Let's take an ordinary geographer who is doing his scientific work. First, the government should be aware that such specialists exist. It is probably necessary to set up a corresponding electronic data base.

So that, let's say, the president could see who does what, to call the necessary man, and ask him: "Ivan Ivanovich, and what do you think about this matter?"

That would be the ideal scenario.

But so far, our government is far from the people. It is necessary to get closer, and here the "scholar in a worn jacket" can help, who works at his institute on his problem, digs in it through and through and knows every detail. He is independent and realistically can offer a useful advice. A council of several scholars and scientists could be put together, so that they could work out a collegial solution. Otherwise - what is the use of scholars? To write dissertations?

-  Konstantin, as a member of Russian Geographic Society, would you wish something for it?  What does the Russian Geographic Society give you?

-  I can say with pride that I am a member of the Russian Geographic Society.

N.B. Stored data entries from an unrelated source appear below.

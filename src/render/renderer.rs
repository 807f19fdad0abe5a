use ratatui::{
    Frame,
    layout::{Alignment, Constraint, Direction, Layout, Rect},
    style::{Color, Modifier, Style},
    text::{Line, Span},
    widgets::{Block, BorderType, Borders, Clear, Paragraph},
};

use crate::game::{GameState, Position};
use crate::metrics::GameMetrics;

pub struct Renderer;

impl Renderer {
    pub fn new() -> Self {
        Self
    }

    pub fn render(&self, frame: &mut Frame, state: &GameState, metrics: &GameMetrics) {
        let chunks = Layout::default()
            .direction(Direction::Vertical)
            .constraints([
                Constraint::Length(3), // Header
                Constraint::Min(0),    // Game area
                Constraint::Length(3), // Footer
            ])
            .split(frame.area());

        let stats = self.render_stats(chunks[0], state, metrics);
        frame.render_widget(stats, chunks[0]);

        // Center the game grid horizontally
        let game_area = Layout::default()
            .direction(Direction::Horizontal)
            .constraints([
                Constraint::Percentage(10),
                Constraint::Percentage(80),
                Constraint::Percentage(10),
            ])
            .split(chunks[1])[1];

        // The board stays visible after death so the crash site is drawn;
        // the restart prompt goes on top of it.
        let grid = self.render_grid(game_area, state);
        frame.render_widget(grid, game_area);

        if !state.is_alive {
            let overlay_area = centered_rect(game_area, 44, 5);
            frame.render_widget(Clear, overlay_area);
            let game_over = self.render_game_over(overlay_area, state);
            frame.render_widget(game_over, overlay_area);
        }

        let controls = self.render_controls(chunks[2]);
        frame.render_widget(controls, chunks[2]);
    }

    fn render_grid(&self, _area: Rect, state: &GameState) -> Paragraph<'_> {
        let cell = state.cell_size;
        let rows = state.height_px / cell;
        let cols = state.width_px / cell;

        let mut lines = Vec::new();

        for row in 0..rows {
            let mut spans = Vec::new();

            for col in 0..cols {
                let pos = Position::new(col * cell, row * cell);

                let glyph = if pos == state.snake.head() {
                    // Head sprite
                    Span::styled(
                        "■ ",
                        Style::default()
                            .fg(Color::Cyan)
                            .add_modifier(Modifier::BOLD),
                    )
                } else if state.snake.body.contains(&pos) {
                    if state.is_alive {
                        // Body sprite
                        Span::styled("□ ", Style::default().fg(Color::Green))
                    } else {
                        // Dead-body sprite
                        Span::styled("x ", Style::default().fg(Color::DarkGray))
                    }
                } else if pos == state.flower {
                    // Flower sprite
                    Span::styled(
                        "* ",
                        Style::default()
                            .fg(Color::Magenta)
                            .add_modifier(Modifier::BOLD),
                    )
                } else {
                    Span::styled(". ", Style::default().fg(Color::DarkGray))
                };

                spans.push(glyph);
            }

            lines.push(Line::from(spans));
        }

        Paragraph::new(lines)
            .block(
                Block::default()
                    .borders(Borders::ALL)
                    .border_type(BorderType::Double)
                    .border_style(Style::default().fg(Color::White))
                    .title(" Snake "),
            )
            .alignment(Alignment::Center)
    }

    fn render_stats(&self, _area: Rect, state: &GameState, metrics: &GameMetrics) -> Paragraph<'_> {
        let text = vec![Line::from(vec![
            Span::styled("Current Score: ", Style::default().fg(Color::Yellow)),
            Span::styled(
                format!("{:4}", state.score),
                Style::default()
                    .fg(Color::White)
                    .add_modifier(Modifier::BOLD),
            ),
            Span::raw("    "),
            Span::styled("High Score: ", Style::default().fg(Color::Yellow)),
            Span::styled(
                format!("{:4}", state.hi_score),
                Style::default()
                    .fg(Color::White)
                    .add_modifier(Modifier::BOLD),
            ),
            Span::raw("    "),
            Span::styled("Time: ", Style::default().fg(Color::Yellow)),
            Span::styled(metrics.format_time(), Style::default().fg(Color::White)),
        ])];

        Paragraph::new(text).alignment(Alignment::Center)
    }

    fn render_game_over(&self, _area: Rect, state: &GameState) -> Paragraph<'_> {
        let text = vec![
            Line::from(vec![Span::styled(
                "GAME OVER",
                Style::default().fg(Color::Red).add_modifier(Modifier::BOLD),
            )]),
            Line::from(vec![
                Span::styled("Final Score: ", Style::default().fg(Color::Yellow)),
                Span::styled(
                    state.score.to_string(),
                    Style::default()
                        .fg(Color::White)
                        .add_modifier(Modifier::BOLD),
                ),
            ]),
            Line::from(vec![
                Span::styled("Press ", Style::default().fg(Color::Gray)),
                Span::styled(
                    "Space",
                    Style::default()
                        .fg(Color::Blue)
                        .add_modifier(Modifier::BOLD),
                ),
                Span::styled(" to restart", Style::default().fg(Color::Gray)),
            ]),
        ];

        Paragraph::new(text).alignment(Alignment::Center).block(
            Block::default()
                .borders(Borders::ALL)
                .border_style(Style::default().fg(Color::Blue)),
        )
    }

    fn render_controls(&self, _area: Rect) -> Paragraph<'_> {
        let text = vec![Line::from(vec![
            Span::styled("↑↓←→", Style::default().fg(Color::Cyan)),
            Span::raw(" or "),
            Span::styled("WASD", Style::default().fg(Color::Cyan)),
            Span::raw(" to move | "),
            Span::styled("Space", Style::default().fg(Color::Green)),
            Span::raw(" to restart | "),
            Span::styled("Q", Style::default().fg(Color::Red)),
            Span::raw(" to quit"),
        ])];

        Paragraph::new(text).alignment(Alignment::Center)
    }
}

impl Default for Renderer {
    fn default() -> Self {
        Self::new()
    }
}

/// A rect of at most `width`x`height` centered in `area`
fn centered_rect(area: Rect, width: u16, height: u16) -> Rect {
    let width = width.min(area.width);
    let height = height.min(area.height);
    Rect {
        x: area.x + (area.width - width) / 2,
        y: area.y + (area.height - height) / 2,
        width,
        height,
    }
}

#[cfg(test)]
mod tests {
    use super::*;

    #[test]
    fn test_centered_rect_fits_inside_the_area() {
        let area = Rect::new(10, 5, 80, 25);
        let rect = centered_rect(area, 44, 5);
        assert!(rect.x >= area.x);
        assert!(rect.y >= area.y);
        assert!(rect.right() <= area.right());
        assert!(rect.bottom() <= area.bottom());

        // Oversized requests clamp to the area
        let rect = centered_rect(area, 200, 50);
        assert_eq!(rect, area);
    }
}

This "cover" helps me on expeditions, and the local people, for example, in Kirgizia, treat me with respect, as "one who continues the work of Przewalski and Semyonov Tian-Shanskiy". It serves as a "pass" even somewhere where a stranger  would be treated with distrust.

-  We heard that Przewalski did not leave, to put it gently, the best of impressions in Mongolia and China…

-  Military reconnaissance is military reconnaissance with its specifics, nevertheless, in Mongolia they have respect for him.

-  Konstantin, and are there any matters that you would like to discuss, that we have not asked about? What, from your point of view, is important but was not mentioned in our interview?

-  Well, I would like to say that the Russian Geographic Society should become a more active power, which would realistically participate in the life of the country, even in political life, and in solutions of economic problems. It could be a kind of independent expert entity, where the authorities could go for advice. Earlier, during Czarist era, this is what it was for, and membership in the Society was very prestigious.

I would like our government and officials to listen to the geographers. After all, we live here on the earth, and aren't somewhere off flying in the air, even though the air is also one of the objects of study in geography.